Powerhouse thunderstorms on Wednesday produced damaging wind gusts across the Dakotas, especially in South Dakota where hail damaged cars and even some crops.
The focus for strong thunderstorms will shift farther east and south on Thursday, reaching the Upper Midwest and central Plains.
The most intense thunderstorms across the threat areas can contain strong winds, frequent lightning, hail and downpours.
While not all areas will experience severe weather, those that do are at risk for power outages from strong winds and lightning. Downpours could cause urban flooding, especially in low-lying and poor-drainage areas.

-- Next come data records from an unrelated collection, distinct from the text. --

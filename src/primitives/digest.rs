//! Fixed-size digest values
//!
//! A `Digest<N>` is the serialized final state of a hash engine: `N` bytes
//! in the order the algorithm emits them. Its textual form is always
//! lowercase hexadecimal, two characters per byte, with no separators.

use std::fmt::{self, Display, Formatter, LowerHex};
use std::str::FromStr;

/// Fixed-size hash output.
#[derive(Copy, Clone, Debug, PartialEq, Eq, Hash, PartialOrd, Ord)]
pub struct Digest<const N: usize>(pub(crate) [u8; N]);

/// 128-bit digest (MD5).
pub type Digest128 = Digest<16>;

/// 256-bit digest (SHA-256).
pub type Digest256 = Digest<32>;

/// Errors returned when parsing a digest from hexadecimal text.
#[derive(Debug, PartialEq)]
pub enum ParseDigestError {
    /// The text does not have exactly two characters per digest byte.
    InvalidLength { expected: usize, found: usize },
    /// The text contains a character outside `[0-9a-fA-F]`.
    InvalidHex(hex::FromHexError),
}

impl<const N: usize> Digest<N> {
    /// Digest size in bytes.
    pub const LEN: usize = N;

    /// Length of the hexadecimal form.
    pub const HEX_LEN: usize = N * 2;

    /// Returns the raw digest bytes.
    pub fn as_bytes(&self) -> &[u8; N] {
        &self.0
    }

    /// Returns the lowercase hexadecimal form.
    pub fn to_hex(&self) -> String {
        hex::encode(self.0)
    }

    /// Number of bit positions at which the two digests differ.
    pub fn bit_distance(&self, other: &Self) -> u32 {
        self.0
            .iter()
            .zip(other.0.iter())
            .map(|(l, r)| (l ^ r).count_ones())
            .sum()
    }

    /// Number of hexadecimal characters at which the two digests differ.
    pub fn hex_distance(&self, other: &Self) -> usize {
        self.0
            .iter()
            .zip(other.0.iter())
            .map(|(l, r)| {
                let x = l ^ r;
                usize::from(x & 0xf0 != 0) + usize::from(x & 0x0f != 0)
            })
            .sum()
    }
}

impl Digest256 {
    /// Serializes eight state words, each in big-endian order.
    pub fn from_be_words(words: [u32; 8]) -> Self {
        let mut out = [0u8; 32];

        for (chunk, v) in out.chunks_exact_mut(4).zip(words) {
            chunk.copy_from_slice(&v.to_be_bytes());
        }

        Digest(out)
    }
}

impl Digest128 {
    /// Serializes four state words, each in little-endian order.
    pub fn from_le_words(words: [u32; 4]) -> Self {
        let mut out = [0u8; 16];

        for (chunk, v) in out.chunks_exact_mut(4).zip(words) {
            chunk.copy_from_slice(&v.to_le_bytes());
        }

        Digest(out)
    }
}

impl<const N: usize> From<[u8; N]> for Digest<N> {
    fn from(value: [u8; N]) -> Self {
        Digest(value)
    }
}

impl<const N: usize> From<Digest<N>> for [u8; N] {
    fn from(value: Digest<N>) -> Self {
        value.0
    }
}

impl<const N: usize> AsRef<[u8]> for Digest<N> {
    fn as_ref(&self) -> &[u8] {
        &self.0
    }
}

impl<const N: usize> Display for Digest<N> {
    fn fmt(&self, f: &mut Formatter<'_>) -> fmt::Result {
        for byte in self.0.iter() {
            write!(f, "{:02x}", byte)?;
        }

        Ok(())
    }
}

impl<const N: usize> LowerHex for Digest<N> {
    fn fmt(&self, f: &mut Formatter<'_>) -> fmt::Result {
        Display::fmt(self, f)
    }
}

impl<const N: usize> FromStr for Digest<N> {
    type Err = ParseDigestError;

    /// Parses `2 * N` hexadecimal characters. Upper case is accepted.
    fn from_str(s: &str) -> Result<Self, Self::Err> {
        if s.len() != N * 2 {
            return Err(ParseDigestError::InvalidLength {
                expected: N * 2,
                found: s.len(),
            });
        }

        let mut out = [0u8; N];
        hex::decode_to_slice(s, &mut out)?;

        Ok(Digest(out))
    }
}

impl From<hex::FromHexError> for ParseDigestError {
    fn from(err: hex::FromHexError) -> Self {
        ParseDigestError::InvalidHex(err)
    }
}

impl Display for ParseDigestError {
    fn fmt(&self, f: &mut Formatter<'_>) -> fmt::Result {
        match self {
            ParseDigestError::InvalidLength { expected, found } => {
                write!(f, "expected {} hex characters, found {}", expected, found)
            }
            ParseDigestError::InvalidHex(e) => write!(f, "invalid hex digest: {}", e),
        }
    }
}

impl std::error::Error for ParseDigestError {
    fn source(&self) -> Option<&(dyn std::error::Error + 'static)> {
        match self {
            ParseDigestError::InvalidHex(e) => Some(e),
            ParseDigestError::InvalidLength { .. } => None,
        }
    }
}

Minneapolis; Omaha, Neb.; Des Moines, Iowa; Kansas City, Mo.; and Wichita, Kan.; are among the larger cities that will be affected on Thursday.
During Thursday night, the risk of strong thunderstorms will shift into the Great Lakes region and southwestward into the middle Mississippi and lower Ohio valleys. Chicago and Milwaukee, Wis., are most likely to be hit by the storms Thursday night.
Louisville, Ky., St. Louis, Indianapolis, Detroit and Cincinnati could be affected by strong thunderstorms on Friday.
There were locally drenching showers and thunderstorms occurring well ahead of the zone of severe weather Thursday over the Midwest. These were affecting parts of Indiana and the Lower Peninsula of Michigan to name a couple of areas.
Soil moisture is quite low in the Plains and Midwest, thus the ground will be able to absorb a reasonable amount of rain over time.
However, some storms could dump too much rain too fast. In that situation, the water is more apt to run off. Some storm drains may not be able to handle the excess water.
With the recent dry weather, the rain will certainly be welcome for some. However, farmers in the Plains and Midwest will face challenges determining the best time to harvest their crops.
The rain will certainly help to minimize the dust the equipment tends to kick up. However, too much rain in a particular location can cause problems if the fields become too muddy.
High school football will take center stage on Friday night at hundreds of schools across the Great Lakes and Midwest. School administrators should pay close attention to the weather and advise the teams and spectators to seek shelter from the outdoors if thunderstorms approach.
In addition to being located in an open area, metal bleachers and the tall stadium lights make high school stadiums vulnerable to lightning strikes.